ITALY: Vocations to the priesthood waaaaaay down

From VaticanNews.va in Italian:

Italy, CEI: fewer seminarians, families may be a nursery for vocations [What’s….. family?]

The data of a report by the Italian Bishops’ Conference reveal that in just ten years the decline in vocations has reached 28%: in fifty years the seminarians have more than halved. Don Michele Gianola, undersecretary of the CEI: “This situation must not make us lose hope. The attention of the Church today must be directed to all vocations, not just to the priesthood.”

Lemme stop there.  In the ANSA coverage has, instead of priesthood, “il ministero ordinato…. ordained minister”.  Vatican News tidied it up.  “Ordained minister” is a term of art that intends to blur the disticntion of the priesthood of the priest and the priesthood of the laity.  This was the B as in B, S as in S we got in seminary in the 80’s, distilled from Rahner and Schillebeeckx.

SIR, has more numbers.  Alarming.

Fr.
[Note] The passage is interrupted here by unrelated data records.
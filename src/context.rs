//! Stack-scoped, thread-local evaluation contexts.

use std::cell::RefCell;
use std::collections::BTreeMap;
use std::hash::{Hash, Hasher};
use std::marker::PhantomData;

use crate::value::Value;

// The per-thread context stack. Strictly thread-local: a pushed context is
// never visible to any other thread.
thread_local! {
    static CONTEXT_STACK: RefCell<Vec<Context>> = const { RefCell::new(Vec::new()) };
}

/// A key/value environment that parameterizes computation.
///
/// The context is the sole cache discriminator besides plug identity: the
/// same output plug computed under different contexts yields independent
/// cache entries. Contexts are pushed for the current thread with
/// [`Context::scoped`] and treated as immutable for the duration of any
/// evaluation they parameterize.
#[derive(Debug, Clone, PartialEq)]
pub struct Context {
    frame: f64,
    variables: BTreeMap<String, Value>,
}

impl Default for Context {
    fn default() -> Self {
        Self {
            frame: 1.0,
            variables: BTreeMap::new(),
        }
    }
}

impl Context {
    /// A context with frame 1.0 and no variables.
    pub fn new() -> Self {
        Self::default()
    }

    /// The current frame.
    pub fn frame(&self) -> f64 {
        self.frame
    }

    /// Set the current frame.
    pub fn set_frame(&mut self, frame: f64) {
        self.frame = frame;
    }

    /// Look up a named variable.
    pub fn variable(&self, name: &str) -> Option<&Value> {
        self.variables.get(name)
    }

    /// Bind a named variable.
    pub fn set_variable(&mut self, name: impl Into<String>, value: Value) {
        self.variables.insert(name.into(), value);
    }

    /// A clone of the calling thread's active context, or the default context
    /// if none is pushed.
    pub fn current() -> Context {
        CONTEXT_STACK.with(|stack| stack.borrow().last().cloned().unwrap_or_default())
    }

    /// Push a clone of this context as the calling thread's active context.
    ///
    /// The returned guard pops it again on drop, on all exit paths. The guard
    /// is not `Send`, so a scope can never migrate to another thread.
    pub fn scoped(&self) -> ContextScope {
        CONTEXT_STACK.with(|stack| stack.borrow_mut().push(self.clone()));
        ContextScope {
            _not_send: PhantomData,
        }
    }

    /// A stable hash of the full context, used as the cache discriminator.
    ///
    /// BTreeMap iteration order makes the hash independent of insertion
    /// order; floats hash by bit pattern.
    pub fn stable_hash(&self) -> u64 {
        let mut hasher = std::hash::DefaultHasher::new();
        self.frame.to_bits().hash(&mut hasher);
        for (name, value) in &self.variables {
            name.hash(&mut hasher);
            value.hash(&mut hasher);
        }
        hasher.finish()
    }
}

/// Guard for a pushed context; pops it when dropped.
pub struct ContextScope {
    // Raw pointer marker keeps the guard !Send and !Sync.
    _not_send: PhantomData<*const ()>,
}

impl Drop for ContextScope {
    fn drop(&mut self) {
        CONTEXT_STACK.with(|stack| {
            stack.borrow_mut().pop();
        });
    }
}
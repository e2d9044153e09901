//! Error types for graph mutation and evaluation.

use std::sync::Arc;

use crate::component::ComponentId;

/// Errors reported by graph operations.
///
/// Every error is raised synchronously at the call that triggers it; nothing
/// is deferred, batched, or downgraded to a default value. User failures from
/// a node's compute routine can be propagated with the `?` operator, which
/// converts any `anyhow::Error` into [`GraphError::User`].
#[derive(Debug, Clone, thiserror::Error)]
pub enum GraphError {
    /// An illegal parent/child relationship, input connection, or value
    /// assignment was attempted.
    #[error("structural policy violation: {0}")]
    StructuralPolicy(String),

    /// A node's compute routine broke its declared contract.
    ///
    /// The plug named here is the one whose `get_value` call surfaced the
    /// violation.
    #[error("compute contract violation on '{plug}': {violation}")]
    ComputeContract {
        /// Full name of the mis-served plug.
        plug: String,
        /// What the compute routine did wrong.
        violation: ContractViolation,
    },

    /// Malformed extended-constructor arguments.
    #[error("bad construction argument: {0}")]
    ConstructionArgument(String),

    /// A handle does not refer to a live component.
    #[error("unknown component {0:?}")]
    UnknownComponent(ComponentId),

    /// A plug lookup by name found nothing.
    #[error("no plug named '{name}' on '{node}'")]
    NoSuchPlug {
        /// Full name of the node that was searched.
        node: String,
        /// The missing plug name.
        name: String,
    },

    /// A script could not be serialized or executed.
    #[error("serialization failed: {0}")]
    Serialization(String),

    /// A user-defined error raised inside a compute routine.
    #[error("compute failed: {0}")]
    User(#[source] Arc<anyhow::Error>),
}

impl From<anyhow::Error> for GraphError {
    fn from(err: anyhow::Error) -> Self {
        GraphError::User(Arc::new(err))
    }
}

impl GraphError {
    /// Shorthand for a [`GraphError::ComputeContract`] value.
    pub(crate) fn contract(plug: impl Into<String>, violation: ContractViolation) -> Self {
        GraphError::ComputeContract {
            plug: plug.into(),
            violation,
        }
    }

    /// Returns a reference to the inner user error, if any.
    pub fn user_error(&self) -> Option<&Arc<anyhow::Error>> {
        match self {
            GraphError::User(e) => Some(e),
            _ => None,
        }
    }
}

/// Ways a compute routine can break its contract.
#[derive(Debug, Clone, PartialEq, Eq, thiserror::Error)]
pub enum ContractViolation {
    /// The routine set a plug other than the one requested.
    #[error("compute set plug '{set}' instead of the requested plug")]
    WrongPlugSet {
        /// Name of the plug the routine tried to set.
        set: String,
    },

    /// The routine read an input that its affects map does not declare as
    /// affecting the requested output.
    #[error("compute read input '{input}' which is not declared to affect the requested plug")]
    UndeclaredDependency {
        /// Name of the undeclared input.
        input: String,
    },

    /// The routine returned without setting the requested output.
    #[error("compute returned without setting the requested plug")]
    OutputNotSet,

    /// The node provides no compute routine for the requested output.
    #[error("node provides no compute routine for this plug")]
    NoCompute,

    /// Pulling the requested output would recurse into itself.
    #[error("dependency cycle detected")]
    Cycle,
}
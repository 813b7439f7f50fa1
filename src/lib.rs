//! Desired-state synchronization and reconciliation engine.
//!
//! A leader publishes the cluster's container table through a replicated
//! store, followers mirror it, and the leader drives the orchestration
//! substrate toward it.

pub mod affinity;
pub mod config;
pub mod controller;
pub mod db;
pub mod deployment;
pub mod hash;
pub mod join;
pub mod reconcile;
pub mod secret;
pub mod status;
pub mod store;
pub mod substrate;
pub mod sync;
pub mod types;
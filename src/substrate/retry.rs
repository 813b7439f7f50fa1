use std::future::Future;
use std::time::Duration;

use log::debug;
use tokio::time::sleep;

use super::{Result, SubstrateError};

/// Bounded exponential backoff.
#[derive(Debug, Clone, Copy, PartialEq, Eq)]
pub struct Backoff {
    /// Total number of attempts.
    pub steps: u32,
    pub initial: Duration,
    pub factor: u32,
}

impl Default for Backoff {
    fn default() -> Self {
        Self {
            steps: 4,
            initial: Duration::from_millis(10),
            factor: 5,
        }
    }
}

/// Run `op` until it succeeds, fails with something other than a conflict,
/// or `backoff.steps` attempts have been made.  The last error is returned.
///
/// `op` is expected to refetch the object it modifies, so every attempt
/// works from the latest version.
pub async fn retry_on_conflict<T, F, Fut>(backoff: Backoff, mut op: F) -> Result<T>
where
    F: FnMut() -> Fut,
    Fut: Future<Output = Result<T>>,
{
    let mut delay = backoff.initial;
    let mut attempt = 1;
    loop {
        match op().await {
            Err(SubstrateError::Conflict(msg)) if attempt < backoff.steps => {
                debug!("Conflict on attempt {}: {}. Retrying in {:?}", attempt, msg, delay);
                sleep(delay).await;
                delay *= backoff.factor;
                attempt += 1;
            }
            result => return result,
        }
    }
}
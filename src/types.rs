//! Rows of the local relational store.
//!
//! These types are serialised using [`serde`](https://serde.rs/).  The
//! container row doubles as the record written into the replicated store, so
//! every field that is only meaningful on the local node (row id, status, pod
//! name) is skipped during serialisation.  What remains is the replicated
//! identity of the container.

use std::collections::{BTreeMap, BTreeSet};
use std::fmt;

use chrono::{DateTime, Utc};
use serde::{Deserialize, Serialize};

/// Identifier of a row inside one table of the local store.
pub type RowId = u64;

/// A value bound to an environment variable or a file path.
///
/// Only `Plain` and `Secret` reach the reconciler in practice.  `Runtime`
/// values name a property that is resolved by the desired-state layer before
/// containers are handed to the engine.
#[derive(Debug, Clone, PartialEq, Eq, PartialOrd, Ord, Hash, Serialize, Deserialize)]
#[serde(rename_all = "snake_case")]
pub enum ContainerValue {
    Plain(String),
    Secret(String),
    Runtime(String),
}

impl ContainerValue {
    pub fn plain(value: impl Into<String>) -> Self {
        Self::Plain(value.into())
    }

    pub fn secret(name: impl Into<String>) -> Self {
        Self::Secret(name.into())
    }

    pub fn runtime(key: impl Into<String>) -> Self {
        Self::Runtime(key.into())
    }
}

/// Plain strings and secret references of a value map, split apart.
///
/// Both halves keep the key order of the source map.
#[derive(Debug, Default, PartialEq, Eq)]
pub struct SortedValues<'a> {
    pub plain: BTreeMap<&'a str, &'a str>,
    pub secrets: BTreeMap<&'a str, &'a str>,
}

pub fn sort_container_values(values: &BTreeMap<String, ContainerValue>) -> SortedValues<'_> {
    let mut sorted = SortedValues::default();
    for (key, value) in values {
        match value {
            ContainerValue::Plain(s) => {
                sorted.plain.insert(key, s);
            }
            ContainerValue::Secret(name) => {
                sorted.secrets.insert(key, name);
            }
            ContainerValue::Runtime(runtime_key) => {
                log::debug!("Skipping unresolved runtime value {} for {}", runtime_key, key);
            }
        }
    }
    sorted
}

#[derive(Debug, Clone, Default, PartialEq, Eq, Serialize, Deserialize)]
#[serde(rename_all = "camelCase")]
pub struct Container {
    #[serde(skip)]
    pub id: RowId,

    pub hostname: String,
    #[serde(rename = "blueprintID")]
    pub blueprint_id: String,
    #[serde(default, skip_serializing_if = "String::is_empty")]
    pub ip: String,
    #[serde(default, skip_serializing_if = "String::is_empty")]
    pub minion: String,
    pub image: String,
    #[serde(default, skip_serializing_if = "String::is_empty")]
    pub dockerfile: String,
    #[serde(default, skip_serializing_if = "Vec::is_empty")]
    pub command: Vec<String>,
    #[serde(default, skip_serializing_if = "BTreeMap::is_empty")]
    pub env: BTreeMap<String, ContainerValue>,
    #[serde(default, skip_serializing_if = "BTreeMap::is_empty")]
    pub filepath_to_content: BTreeMap<String, ContainerValue>,

    #[serde(skip)]
    pub status: String,
    #[serde(skip)]
    pub pod_name: String,
    #[serde(default, skip_serializing_if = "Option::is_none")]
    pub created: Option<DateTime<Utc>>,
}

impl Container {
    /// Names of every secret referenced from `env` or `filepath_to_content`,
    /// sorted and deduplicated.
    pub fn referenced_secrets(&self) -> Vec<String> {
        let mut names = BTreeSet::new();
        for value in self.env.values().chain(self.filepath_to_content.values()) {
            match value {
                ContainerValue::Secret(name) => {
                    names.insert(name.clone());
                }
                ContainerValue::Plain(_) | ContainerValue::Runtime(_) => {}
            }
        }
        names.into_iter().collect()
    }

    /// Canonical encoding of the replicated fields.  Two rows with equal keys
    /// describe the same desired container.
    pub fn replicated_key(&self) -> String {
        // Every map in the row is a BTreeMap, so the encoding is stable.
        serde_json::to_string(self).unwrap_or_default()
    }
}

#[derive(Debug, Clone, Copy, Default, PartialEq, Eq, Serialize, Deserialize)]
pub enum Role {
    #[default]
    Worker,
    Master,
}

#[derive(Debug, Clone, Default, PartialEq, Eq)]
pub struct Minion {
    pub id: RowId,
    pub is_self: bool,
    pub role: Role,
    pub private_ip: String,
    pub provider: String,
    pub region: String,
    pub size: String,
    pub floating_ip: String,
}

/// Membership metadata of the replicated store as seen by this process.
#[derive(Debug, Clone, Default, PartialEq, Eq)]
pub struct EtcdRecord {
    pub id: RowId,
    pub leader: bool,
    pub etcd_ips: Vec<String>,
}

/// A scheduling rule for `target_container`.
///
/// With `other_container` set the rule is about colocation; the host
/// attributes restrict which nodes the target may land on.  `exclusive`
/// inverts either kind of rule.
#[derive(Debug, Clone, Default, PartialEq, Eq)]
pub struct Placement {
    pub id: RowId,
    pub target_container: String,
    pub other_container: Option<String>,
    pub exclusive: bool,
    pub provider: Option<String>,
    pub region: Option<String>,
    pub size: Option<String>,
    pub floating_ip: Option<String>,
}

#[derive(Debug, Clone, Copy, Default, PartialEq, Eq)]
pub enum ImageStatus {
    #[default]
    Building,
    Built,
}

impl fmt::Display for ImageStatus {
    fn fmt(&self, f: &mut fmt::Formatter<'_>) -> fmt::Result {
        match self {
            ImageStatus::Building => write!(f, "building"),
            ImageStatus::Built => write!(f, "built"),
        }
    }
}

#[derive(Debug, Clone, Default, PartialEq, Eq)]
pub struct Image {
    pub id: RowId,
    pub name: String,
    pub dockerfile: String,
    pub status: ImageStatus,
    pub repo_digest: String,
}

impl Image {
    /// Images are identified by the pair of name and Dockerfile contents.
    pub fn key(&self) -> (String, String) {
        (self.name.clone(), self.dockerfile.clone())
    }
}
//! Deployment synthesis and reconciliation.
//!
//! [`PodBuilder`] turns container rows into pod specs.  The output must be
//! byte-for-byte stable for unchanged input: the substrate restarts a pod
//! whenever its spec changes, including when only the order of a list
//! changes.  [`update_deployments`] diffs the synthesized deployments against
//! the substrate and applies the difference.

use std::collections::{BTreeMap, BTreeSet, HashMap};

use k8s_openapi::api::apps::v1::{Deployment, DeploymentSpec};
use k8s_openapi::api::core::v1::{
    Affinity, ConfigMap, ConfigMapVolumeSource, Container as PodContainer, EnvVar, EnvVarSource,
    PodSpec, PodTemplateSpec, SecretKeySelector, SecretVolumeSource, Volume, VolumeMount,
};
use k8s_openapi::apimachinery::pkg::apis::meta::v1::{LabelSelector, ObjectMeta};
use kube::ResourceExt;
use log::{debug, error, info, warn};
use thiserror::Error;

use crate::affinity::to_affinities;
use crate::db::Conn;
use crate::hash::{sha256_hex, short_hash};
use crate::reconcile::{plan, Plan};
use crate::secret::{secret_ref, SecretAccessor, SecretClient};
use crate::substrate::{retry_on_conflict, Backoff, Substrate};
use crate::types::{
    sort_container_values, Container, ContainerValue, Image, ImageStatus, Placement,
};

pub const HOSTNAME_KEY: &str = "steward.io/hostname";
pub const IP_KEY: &str = "steward.io/ip";
pub const SPEC_HASH_KEY: &str = "steward.io/spec-hash";
/// Marks config maps generated from `filepath_to_content`.
pub const FILES_KEY: &str = "steward.io/files";

const FILES_VOLUME: &str = "filepath-to-content";
const SECRET_HASH_PREFIX: &str = "SECRET_HASH_";
const FILE_MODE: i32 = 0o444;

/// Why a container cannot be turned into a pod yet.
#[derive(Debug, Clone, PartialEq, Eq, Error)]
pub enum NotReady {
    #[error("image {0} is not built yet")]
    ImageNotBuilt(String),
    #[error("waiting for secrets {0:?}")]
    MissingSecrets(Vec<String>),
}

pub struct PodBuilder<'a> {
    images: HashMap<(String, String), Image>,
    affinities: BTreeMap<String, Affinity>,
    secrets: &'a dyn SecretAccessor,
}
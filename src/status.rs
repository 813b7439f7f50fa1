//! Feed the state of running workloads back into the container table.

use std::collections::{BTreeSet, HashMap};
use std::convert::Infallible;

use chrono::{DateTime, Utc};
use k8s_openapi::api::core::v1::Pod;
use log::error;

use crate::db::Conn;
use crate::join::hash_join;
use crate::secret::{missing_secrets, SecretAccessor, SecretClient};
use crate::substrate::Substrate;
use crate::types::{Container, Image};

const SCHEDULED_CONDITION: &str = "PodScheduled";

fn pod_hostname(pod: &Pod) -> String {
    pod.spec
        .as_ref()
        .and_then(|spec| spec.hostname.clone())
        .unwrap_or_default()
}

/// The status a pod reports, and the time its container started if it is
/// running.  `None` when the pod says nothing useful yet.
fn pod_status(pod: &Pod) -> Option<(String, Option<DateTime<Utc>>)> {
    let status = pod.status.as_ref()?;

    if let Some([container]) = status.container_statuses.as_deref() {
        if let Some(state) = &container.state {
            if let Some(running) = &state.running {
                let started = running.started_at.as_ref().map(|t| t.0);
                return Some(("running".to_string(), started));
            }
            if let Some(waiting) = &state.waiting {
                let reason = waiting.reason.clone().unwrap_or_default();
                return Some((format!("waiting: {}", reason), None));
            }
            if let Some(terminated) = &state.terminated {
                let reason = terminated.reason.clone().unwrap_or_default();
                return Some((format!("terminated: {}", reason), None));
            }
        }
    }

    let scheduled = status
        .conditions
        .iter()
        .flatten()
        .any(|c| c.type_ == SCHEDULED_CONDITION && c.status == "True");
    scheduled.then(|| ("scheduled".to_string(), None))
}

/// The status of a container that has no pod yet, if there is anything to
/// report.
fn pending_status(
    dbc: &Container,
    images: &HashMap<(String, String), &Image>,
    secrets: &dyn SecretAccessor,
) -> Option<String> {
    let mut status = None;

    let names = dbc.referenced_secrets();
    if !names.is_empty() {
        let missing = missing_secrets(secrets, &names);
        status = Some(if missing.is_empty() {
            "Secrets ready".to_string()
        } else {
            format!("Waiting for secrets: [{}]", missing.join(" "))
        });
    }

    // A pending build is the more useful thing to report.
    if !dbc.dockerfile.is_empty() {
        if let Some(image) = images.get(&(dbc.image.clone(), dbc.dockerfile.clone())) {
            status = Some(image.status.to_string());
        }
    }
    status
}

/// Compute the new state of every container whose status changed.
pub fn container_statuses(
    containers: Vec<Container>,
    pods: &[Pod],
    images: &[Image],
    secrets: &dyn SecretAccessor,
) -> Vec<Container> {
    let images: HashMap<_, _> = images.iter().map(|img| (img.key(), img)).collect();
    let joined = hash_join(
        containers,
        pods.iter(),
        |dbc: &Container| dbc.hostname.clone(),
        |pod: &&Pod| pod_hostname(pod),
    );

    let mut changed = Vec::new();
    for (dbc, pod) in joined.pairs {
        let mut next = dbc.clone();
        next.pod_name = pod.metadata.name.clone().unwrap_or_default();
        if let Some(host_ip) = pod
            .status
            .as_ref()
            .and_then(|s| s.host_ip.as_deref())
            .filter(|ip| !ip.is_empty())
        {
            next.minion = host_ip.to_string();
        }
        if let Some((status, started)) = pod_status(pod) {
            next.status = status;
            if started.is_some() {
                next.created = started;
            }
        }
        if next != dbc {
            changed.push(next);
        }
    }

    for dbc in joined.left_only {
        let Some(status) = pending_status(&dbc, &images, secrets) else {
            continue;
        };
        if status != dbc.status {
            changed.push(Container { status, ..dbc });
        }
    }
    changed
}

/// Refresh container statuses from the pods running in the substrate.
pub async fn update_container_statuses(conn: &Conn, substrate: &dyn Substrate) {
    let pods = match substrate.list_pods().await {
        Ok(pods) => pods,
        Err(e) => {
            error!("Failed to list current pods: {}", e);
            return;
        }
    };

    let names: BTreeSet<String> = conn
        .select(|_: &Container| true)
        .iter()
        .flat_map(Container::referenced_secrets)
        .collect();
    let secrets = match SecretClient::new(substrate).snapshot(&names).await {
        Ok(secrets) => secrets,
        Err(e) => {
            error!("Failed to read secrets: {}", e);
            return;
        }
    };

    let result: Result<(), Infallible> = conn.txn(|view| {
        let images = view.select(|_: &Image| true);
        let containers = view.select(|_: &Container| true);
        for dbc in container_statuses(containers, &pods, &images, &secrets) {
            view.commit(dbc);
        }
        Ok(())
    });
    match result {
        Ok(()) => {}
        Err(never) => match never {},
    }
}
use async_trait::async_trait;
use k8s_openapi::api::apps::v1::Deployment;
use k8s_openapi::api::core::v1::{ConfigMap, Node, Pod, Secret};
use thiserror::Error;

pub mod kubernetes;
#[cfg(test)]
pub mod mock;
pub mod retry;

pub use kubernetes::KubeSubstrate;
pub use retry::{retry_on_conflict, Backoff};

#[derive(Debug, Error)]
pub enum SubstrateError {
    /// The object was modified concurrently.  Safe to refetch and retry.
    #[error("conflict: {0}")]
    Conflict(String),
    #[error("not found: {0}")]
    NotFound(String),
    #[error("substrate unavailable: {0}")]
    Unavailable(String),
    #[error(transparent)]
    Kube(kube::Error),
}

impl SubstrateError {
    pub fn is_conflict(&self) -> bool {
        matches!(self, SubstrateError::Conflict(_))
    }
}

impl From<kube::Error> for SubstrateError {
    fn from(err: kube::Error) -> Self {
        match err {
            kube::Error::Api(resp) if resp.code == 409 => SubstrateError::Conflict(resp.message),
            kube::Error::Api(resp) if resp.code == 404 => SubstrateError::NotFound(resp.message),
            other => SubstrateError::Kube(other),
        }
    }
}

pub type Result<T> = std::result::Result<T, SubstrateError>;

/// The slice of the orchestration API the engine drives.
///
/// Namespaced objects live in the namespace the implementation was built
/// for.  Objects are keyed by name.
#[async_trait]
pub trait Substrate: Send + Sync {
    async fn list_deployments(&self) -> Result<Vec<Deployment>>;
    async fn get_deployment(&self, name: &str) -> Result<Deployment>;
    async fn create_deployment(&self, deployment: &Deployment) -> Result<()>;
    async fn replace_deployment(&self, deployment: &Deployment) -> Result<()>;
    async fn delete_deployment(&self, name: &str) -> Result<()>;

    async fn list_config_maps(&self) -> Result<Vec<ConfigMap>>;
    async fn create_config_map(&self, config_map: &ConfigMap) -> Result<()>;
    async fn delete_config_map(&self, name: &str) -> Result<()>;

    async fn list_pods(&self) -> Result<Vec<Pod>>;

    async fn list_nodes(&self) -> Result<Vec<Node>>;
    async fn get_node(&self, name: &str) -> Result<Node>;
    async fn replace_node(&self, node: &Node) -> Result<()>;

    /// `Ok(None)` if no secret with this name exists.
    async fn get_secret(&self, name: &str) -> Result<Option<Secret>>;
    async fn create_secret(&self, secret: &Secret) -> Result<()>;
    async fn replace_secret(&self, secret: &Secret) -> Result<()>;
}
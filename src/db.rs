//! Local relational store.
//!
//! An in-process, multi-table database shared by every control pass on this
//! node.  All access goes through [`Conn::txn`], which hands the closure a
//! [`View`] over a private copy of the tables.  The copy replaces the shared
//! state only when the closure returns `Ok`, so a pass either commits all of
//! its writes or none of them, and never observes another pass half way.

use std::collections::BTreeMap;
use std::convert::Infallible;
use std::sync::{Arc, Mutex, PoisonError};

use crate::types::{Container, EtcdRecord, Image, Minion, Placement, RowId};

#[derive(Debug, Clone, Default, PartialEq)]
pub struct Database {
    next_id: RowId,
    containers: BTreeMap<RowId, Container>,
    minions: BTreeMap<RowId, Minion>,
    etcd: BTreeMap<RowId, EtcdRecord>,
    images: BTreeMap<RowId, Image>,
    placements: BTreeMap<RowId, Placement>,
}

/// A type stored in one table of the [`Database`].
pub trait Row: Clone + Default {
    fn id(&self) -> RowId;
    fn set_id(&mut self, id: RowId);
    fn table(db: &Database) -> &BTreeMap<RowId, Self>;
    fn table_mut(db: &mut Database) -> &mut BTreeMap<RowId, Self>;
}

macro_rules! impl_row {
    ($ty:ty, $field:ident) => {
        impl Row for $ty {
            fn id(&self) -> RowId {
                self.id
            }

            fn set_id(&mut self, id: RowId) {
                self.id = id;
            }

            fn table(db: &Database) -> &BTreeMap<RowId, Self> {
                &db.$field
            }

            fn table_mut(db: &mut Database) -> &mut BTreeMap<RowId, Self> {
                &mut db.$field
            }
        }
    };
}

impl_row!(Container, containers);
impl_row!(Minion, minions);
impl_row!(EtcdRecord, etcd);
impl_row!(Image, images);
impl_row!(Placement, placements);

/// Handle to the shared database.  Cheap to clone.
#[derive(Debug, Clone, Default)]
pub struct Conn {
    db: Arc<Mutex<Database>>,
}

impl Conn {
    pub fn new() -> Self {
        Self::default()
    }

    /// Run `f` against a snapshot of the database and publish the snapshot
    /// if `f` succeeds.  Transactions are serialised.
    pub fn txn<T, E, F>(&self, f: F) -> Result<T, E>
    where
        F: FnOnce(&mut View<'_>) -> Result<T, E>,
    {
        let mut shared = self.db.lock().unwrap_or_else(PoisonError::into_inner);
        let mut snapshot = shared.clone();
        let out = f(&mut View { db: &mut snapshot })?;
        *shared = snapshot;
        Ok(out)
    }

    /// Read-only convenience wrapper around a single `select`.
    pub fn select<T: Row>(&self, pred: impl Fn(&T) -> bool) -> Vec<T> {
        self.read(|view| view.select(pred))
    }

    pub fn read<T>(&self, f: impl FnOnce(&View<'_>) -> T) -> T {
        let result: Result<T, Infallible> = self.txn(|view| Ok(f(view)));
        match result {
            Ok(value) => value,
            Err(never) => match never {},
        }
    }

    /// A copy of the whole database, used to compare states in tests and
    /// debug output.
    pub fn snapshot(&self) -> Database {
        self.db
            .lock()
            .unwrap_or_else(PoisonError::into_inner)
            .clone()
    }
}

/// Transaction-scoped access to the tables.
pub struct View<'a> {
    db: &'a mut Database,
}

impl View<'_> {
    /// Rows of table `T` matching `pred`, in row id order.
    pub fn select<T: Row>(&self, pred: impl Fn(&T) -> bool) -> Vec<T> {
        T::table(self.db)
            .values()
            .filter(|row| pred(row))
            .cloned()
            .collect()
    }

    /// Insert a default row and return it with its freshly assigned id.
    pub fn insert<T: Row>(&mut self) -> T {
        self.db.next_id += 1;
        let mut row = T::default();
        row.set_id(self.db.next_id);
        T::table_mut(self.db).insert(row.id(), row.clone());
        row
    }

    /// Write `row` back under its id.
    pub fn commit<T: Row>(&mut self, row: T) {
        T::table_mut(self.db).insert(row.id(), row);
    }

    pub fn remove<T: Row>(&mut self, row: &T) {
        T::table_mut(self.db).remove(&row.id());
    }

    /// The minion row describing this node, if one has been written yet.
    pub fn minion_self(&self) -> Option<Minion> {
        self.select(|m: &Minion| m.is_self).into_iter().next()
    }

    pub fn etcd_record(&self) -> Option<EtcdRecord> {
        self.select(|_: &EtcdRecord| true).into_iter().next()
    }
}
Z responds, they have systematically destroyed the terroir for vocations in Italy for decades and now they wonder that they don’t have as many now as before.

God is not calling fewer men to the priesthood, friends.  It’s just that they can’t hear.  They’ve been deafened.

I wonder what would happen with a radical inside the box (the new “outside the box”) approach to vocations, including preaching about the family and having sound liturgical worship.

About Fr. John Zuhlsdorf

Fr. Z is the guy who runs this blog. o{]:¬)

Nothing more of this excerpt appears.